As you look over the data below, please find each line where the word "caller" appears, then copy it.

>>

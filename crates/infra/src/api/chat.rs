//! Chat endpoints: conversation list, message history, send, create,
//! delete.

use std::sync::Arc;

use rishta_domain::{ActionError, Envelope};
use rishta_core::{Notifier, ToastKind};
use serde::Serialize;
use serde_json::{json, Value};

use super::client::{ApiClient, RequestOptions};

const ALL_CHATS: &str = "chats";
const SEND_MESSAGE: &str = "chats/messages";
const CREATE_CHAT: &str = "chats/create";
const BY_ID: &str = "chats/";

/// Kind of message body being sent.
#[derive(Debug, Clone, Copy, Default, PartialEq, Eq, Serialize)]
#[serde(rename_all = "lowercase")]
pub enum MessageKind {
    #[default]
    Text,
    Image,
    File,
}

pub struct ChatApi {
    client: Arc<ApiClient>,
    notifier: Arc<dyn Notifier>,
}

impl ChatApi {
    #[must_use]
    pub fn new(client: Arc<ApiClient>, notifier: Arc<dyn Notifier>) -> Self {
        Self { client, notifier }
    }

    /// The caller's conversations.
    ///
    /// # Errors
    /// Rejected on a `success: false` answer, `Failed` on transport or
    /// HTTP-level errors; one notification either way.
    pub async fn all_chats(&self) -> Result<Vec<Value>, ActionError> {
        self.listing(ALL_CHATS).await
    }

    /// Message history for one conversation.
    ///
    /// # Errors
    /// Same split as [`ChatApi::all_chats`].
    pub async fn messages(&self, chat_id: &str) -> Result<Vec<Value>, ActionError> {
        self.listing(&format!("{BY_ID}{chat_id}/messages")).await
    }

    /// Send a message into a conversation.
    ///
    /// # Errors
    /// Same split as [`ChatApi::all_chats`].
    pub async fn send_message(
        &self,
        chat_id: &str,
        content: &str,
        kind: MessageKind,
    ) -> Result<Value, ActionError> {
        let body = json!({ "chatId": chat_id, "content": content, "messageType": kind });
        let envelope: Envelope<Value> = self
            .client
            .post(SEND_MESSAGE, &body, &RequestOptions::logged())
            .await
            .map_err(|err| {
                self.notifier.notify(ToastKind::Error, &err.to_string());
                ActionError::Failed(err)
            })?;

        if envelope.success {
            Ok(envelope.data.unwrap_or(Value::Null))
        } else {
            let message = envelope.message_or("Failed to send message").to_owned();
            self.notifier.notify(ToastKind::Error, &message);
            Err(ActionError::Rejected(message))
        }
    }

    /// Open a conversation with another member.
    ///
    /// # Errors
    /// Same split as [`ChatApi::all_chats`].
    pub async fn create(&self, user_id: &str) -> Result<Value, ActionError> {
        let body = json!({ "userId": user_id });
        let envelope: Envelope<Value> = self
            .client
            .post(CREATE_CHAT, &body, &RequestOptions::logged())
            .await
            .map_err(|err| {
                self.notifier.notify(ToastKind::Error, &err.to_string());
                ActionError::Failed(err)
            })?;

        if envelope.success {
            self.notifier.notify(ToastKind::Success, envelope.message_or("Chat created"));
            Ok(envelope.data.unwrap_or(Value::Null))
        } else {
            let message = envelope.message_or("Failed to create chat").to_owned();
            self.notifier.notify(ToastKind::Error, &message);
            Err(ActionError::Rejected(message))
        }
    }

    /// Delete a conversation.
    ///
    /// # Errors
    /// Same split as [`ChatApi::all_chats`].
    pub async fn delete(&self, chat_id: &str) -> Result<(), ActionError> {
        let envelope: Envelope<Value> = self
            .client
            .delete(&format!("{BY_ID}{chat_id}"), &RequestOptions::logged())
            .await
            .map_err(|err| {
                self.notifier.notify(ToastKind::Error, &err.to_string());
                ActionError::Failed(err)
            })?;

        if envelope.success {
            self.notifier.notify(ToastKind::Success, envelope.message_or("Chat deleted"));
            Ok(())
        } else {
            let message = envelope.message_or("Failed to delete chat").to_owned();
            self.notifier.notify(ToastKind::Error, &message);
            Err(ActionError::Rejected(message))
        }
    }

    async fn listing(&self, path: &str) -> Result<Vec<Value>, ActionError> {
        let envelope: Envelope<Vec<Value>> =
            self.client.get(path, &RequestOptions::logged()).await.map_err(|err| {
                self.notifier.notify(ToastKind::Error, &err.to_string());
                ActionError::Failed(err)
            })?;

        if envelope.success {
            Ok(envelope.data.unwrap_or_default())
        } else {
            let message = envelope.message_or("Failed to load chats").to_owned();
            self.notifier.notify(ToastKind::Error, &message);
            Err(ActionError::Rejected(message))
        }
    }
}
//! Port interface for the OS permission API.

use std::collections::HashMap;

use async_trait::async_trait;
use rishta_domain::{PermissionStatus, Result};

/// The OS-level permission surface the broker consumes.
///
/// Mirrors the runtime-permission contract: a cheap synchronous-style
/// check per permission and a batched request that returns a status per
/// name.
#[async_trait]
pub trait PermissionsApi: Send + Sync {
    /// Whether this platform gates the capability behind a runtime
    /// grant at all. When `false` the broker answers `true` without
    /// touching the rest of this trait.
    fn runtime_gated(&self) -> bool;

    /// Check a single permission without prompting the user.
    async fn check(&self, permission: &str) -> Result<bool>;

    /// Ask the OS to request the given permissions; the OS shows its own
    /// dialog. Returns the resulting status per permission name.
    async fn request(&self, permissions: &[String]) -> Result<HashMap<String, PermissionStatus>>;
}
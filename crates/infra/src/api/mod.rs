//! Session-aware API pipeline and the endpoint action layer on top.
//!
//! The pipeline attaches the current bearer token to every call, times
//! it, and classifies the outcome: answered-with-rejection envelopes
//! resolve, transport and HTTP-level failures reject. The action modules
//! translate one backend capability each into a typed call plus
//! domain-level success/error handling.

mod auth;
mod chat;
mod client;
mod interests;
mod matches;
mod photos;
mod profile;
mod search;

pub use auth::AuthApi;
pub use chat::{ChatApi, MessageKind};
pub use client::{ApiClient, ApiClientConfig, MultipartForm, RequestOptions};
pub use interests::InterestsApi;
pub use matches::MatchesApi;
pub use photos::PhotosApi;
pub use profile::{MyProfileData, ProfileApi};
pub use search::SearchApi;
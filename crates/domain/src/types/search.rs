//! Partner search filter criteria.

use serde::{Deserialize, Serialize};

/// Advanced-search filters. All criteria are optional; unset fields are
/// left off the wire entirely.
#[derive(Debug, Clone, Default, Serialize, Deserialize)]
#[serde(rename_all = "camelCase")]
pub struct SearchFilters {
    #[serde(skip_serializing_if = "Option::is_none")]
    pub age_min: Option<u32>,
    #[serde(skip_serializing_if = "Option::is_none")]
    pub age_max: Option<u32>,
    #[serde(skip_serializing_if = "Option::is_none")]
    pub height_min: Option<u32>,
    #[serde(skip_serializing_if = "Option::is_none")]
    pub height_max: Option<u32>,
    #[serde(skip_serializing_if = "Option::is_none")]
    pub marital_status: Option<Vec<String>>,
    #[serde(skip_serializing_if = "Option::is_none")]
    pub education: Option<Vec<String>>,
    #[serde(skip_serializing_if = "Option::is_none")]
    pub location: Option<Vec<String>>,
    #[serde(skip_serializing_if = "Option::is_none")]
    pub page: Option<u32>,
    #[serde(skip_serializing_if = "Option::is_none")]
    pub limit: Option<u32>,
}

#[cfg(test)]
mod tests {
    use super::*;

    #[test]
    fn unset_fields_stay_off_the_wire() {
        let filters = SearchFilters { age_min: Some(25), ..SearchFilters::default() };
        let value = serde_json::to_value(&filters).unwrap();
        assert_eq!(value, serde_json::json!({ "ageMin": 25 }));
    }

    #[test]
    fn field_names_are_camel_case() {
        let filters = SearchFilters {
            age_min: Some(25),
            age_max: Some(35),
            marital_status: Some(vec!["never_married".to_owned()]),
            page: Some(1),
            ..SearchFilters::default()
        };
        let value = serde_json::to_value(&filters).unwrap();
        assert_eq!(value["ageMax"], 35);
        assert_eq!(value["maritalStatus"][0], "never_married");
    }
}
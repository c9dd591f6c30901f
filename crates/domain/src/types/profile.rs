//! Registration and upload input shapes.

use serde::{Deserialize, Serialize};

/// A photo ready for multipart upload.
///
/// The mobile client passed `{uri, type, name}` descriptors; here the
/// content is carried as bytes with the same name/mime metadata.
#[derive(Debug, Clone, PartialEq, Eq)]
pub struct PhotoFile {
    pub bytes: Vec<u8>,
    pub file_name: String,
    pub mime_type: String,
}

impl PhotoFile {
    #[must_use]
    pub fn new(bytes: Vec<u8>, file_name: impl Into<String>, mime_type: impl Into<String>) -> Self {
        Self { bytes, file_name: file_name.into(), mime_type: mime_type.into() }
    }

    /// Jpeg photo with the default name, matching the client's fallback
    /// for pictures that arrive without metadata.
    #[must_use]
    pub fn jpeg(bytes: Vec<u8>) -> Self {
        Self::new(bytes, "photo.jpg", "image/jpeg")
    }
}

/// Everything the registration form collects.
///
/// `phone` is the local 10-digit number; the country code prefix is
/// applied when the payload is built, not here.
#[derive(Debug, Clone, Default, Serialize, Deserialize)]
#[serde(rename_all = "camelCase")]
pub struct RegistrationForm {
    pub email: String,
    pub phone: String,
    pub password: String,
    pub full_name: String,
    pub age: String,
    pub date_of_birth: String,
    pub gender: String,
    pub city: String,
    pub occupation: String,
    pub current_state: String,
    #[serde(skip)]
    pub photos: Vec<PhotoFile>,
}
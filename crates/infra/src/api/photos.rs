//! Photo gallery endpoints: upload, list, delete.

use std::sync::Arc;

use rishta_domain::{ActionError, Envelope, PhotoFile};
use rishta_core::{Notifier, ToastKind};
use serde_json::Value;

use super::client::{ApiClient, MultipartForm, RequestOptions};

const UPLOAD: &str = "photos/upload";
const MY_PHOTOS: &str = "photos/my-photos";
const BY_ID: &str = "photos/";

pub struct PhotosApi {
    client: Arc<ApiClient>,
    notifier: Arc<dyn Notifier>,
}

impl PhotosApi {
    #[must_use]
    pub fn new(client: Arc<ApiClient>, notifier: Arc<dyn Notifier>) -> Self {
        Self { client, notifier }
    }

    /// Upload one photo, optionally flagging it as the profile photo.
    ///
    /// # Errors
    /// Rejected on a `success: false` answer, `Failed` on transport or
    /// HTTP-level errors; one notification either way.
    pub async fn upload(
        &self,
        photo: PhotoFile,
        is_profile_photo: bool,
    ) -> Result<Value, ActionError> {
        let form = MultipartForm::new()
            .file("photo", photo)
            .text("isProfilePhoto", is_profile_photo.to_string());

        let envelope: Envelope<Value> = self
            .client
            .post_multipart(UPLOAD, form, &RequestOptions::logged())
            .await
            .map_err(|err| {
                self.notifier.notify(ToastKind::Error, &err.to_string());
                ActionError::Failed(err)
            })?;

        if envelope.success {
            self.notifier
                .notify(ToastKind::Success, envelope.message_or("Photo uploaded successfully"));
            Ok(envelope.data.unwrap_or(Value::Null))
        } else {
            let message = envelope.message_or("Failed to upload photo").to_owned();
            self.notifier.notify(ToastKind::Error, &message);
            Err(ActionError::Rejected(message))
        }
    }

    /// List the caller's own photos.
    ///
    /// # Errors
    /// Same split as [`PhotosApi::upload`].
    pub async fn my_photos(&self) -> Result<Vec<Value>, ActionError> {
        self.fetch_list(MY_PHOTOS).await
    }

    /// List another member's photos.
    ///
    /// # Errors
    /// Same split as [`PhotosApi::upload`].
    pub async fn user_photos(&self, user_id: &str) -> Result<Vec<Value>, ActionError> {
        self.fetch_list(&format!("{BY_ID}{user_id}")).await
    }

    /// Delete a photo by id.
    ///
    /// # Errors
    /// Same split as [`PhotosApi::upload`].
    pub async fn delete(&self, photo_id: &str) -> Result<(), ActionError> {
        let envelope: Envelope<Value> = self
            .client
            .delete(&format!("{BY_ID}{photo_id}"), &RequestOptions::logged())
            .await
            .map_err(|err| {
                self.notifier.notify(ToastKind::Error, &err.to_string());
                ActionError::Failed(err)
            })?;

        if envelope.success {
            self.notifier
                .notify(ToastKind::Success, envelope.message_or("Photo deleted successfully"));
            Ok(())
        } else {
            let message = envelope.message_or("Failed to delete photo").to_owned();
            self.notifier.notify(ToastKind::Error, &message);
            Err(ActionError::Rejected(message))
        }
    }

    async fn fetch_list(&self, path: &str) -> Result<Vec<Value>, ActionError> {
        let envelope: Envelope<Vec<Value>> =
            self.client.get(path, &RequestOptions::logged()).await.map_err(|err| {
                self.notifier.notify(ToastKind::Error, &err.to_string());
                ActionError::Failed(err)
            })?;

        if envelope.success {
            Ok(envelope.data.unwrap_or_default())
        } else {
            let message = envelope.message_or("Failed to load photos").to_owned();
            self.notifier.notify(ToastKind::Error, &message);
            Err(ActionError::Rejected(message))
        }
    }
}
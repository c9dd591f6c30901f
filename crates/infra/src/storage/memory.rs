//! In-memory credential store for tests and ephemeral sessions.

use async_trait::async_trait;
use parking_lot::Mutex;
use rishta_domain::{CredentialBundle, Result};
use rishta_core::CredentialStore;

#[derive(Default)]
pub struct MemoryCredentialStore {
    bundle: Mutex<Option<CredentialBundle>>,
}

impl MemoryCredentialStore {
    #[must_use]
    pub fn new() -> Self {
        Self::default()
    }
}

#[async_trait]
impl CredentialStore for MemoryCredentialStore {
    async fn load(&self) -> Result<Option<CredentialBundle>> {
        Ok(self.bundle.lock().clone())
    }

    async fn save(&self, bundle: &CredentialBundle) -> Result<()> {
        *self.bundle.lock() = Some(bundle.clone());
        Ok(())
    }

    async fn clear(&self) -> Result<()> {
        *self.bundle.lock() = None;
        Ok(())
    }
}
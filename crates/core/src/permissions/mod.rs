//! Permission broker: a single promise-shaped answer ("usable or not")
//! over the imperative OS permission API, with an explain-once rationale
//! gate in between.

mod broker;
mod ports;
mod slot;

pub use broker::PermissionBroker;
pub use ports::PermissionsApi;
pub use slot::{PromptReply, PromptSlot, SlotBusy};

<<

### Answer
    /// The caller's conversations.
    /// List the caller's own photos.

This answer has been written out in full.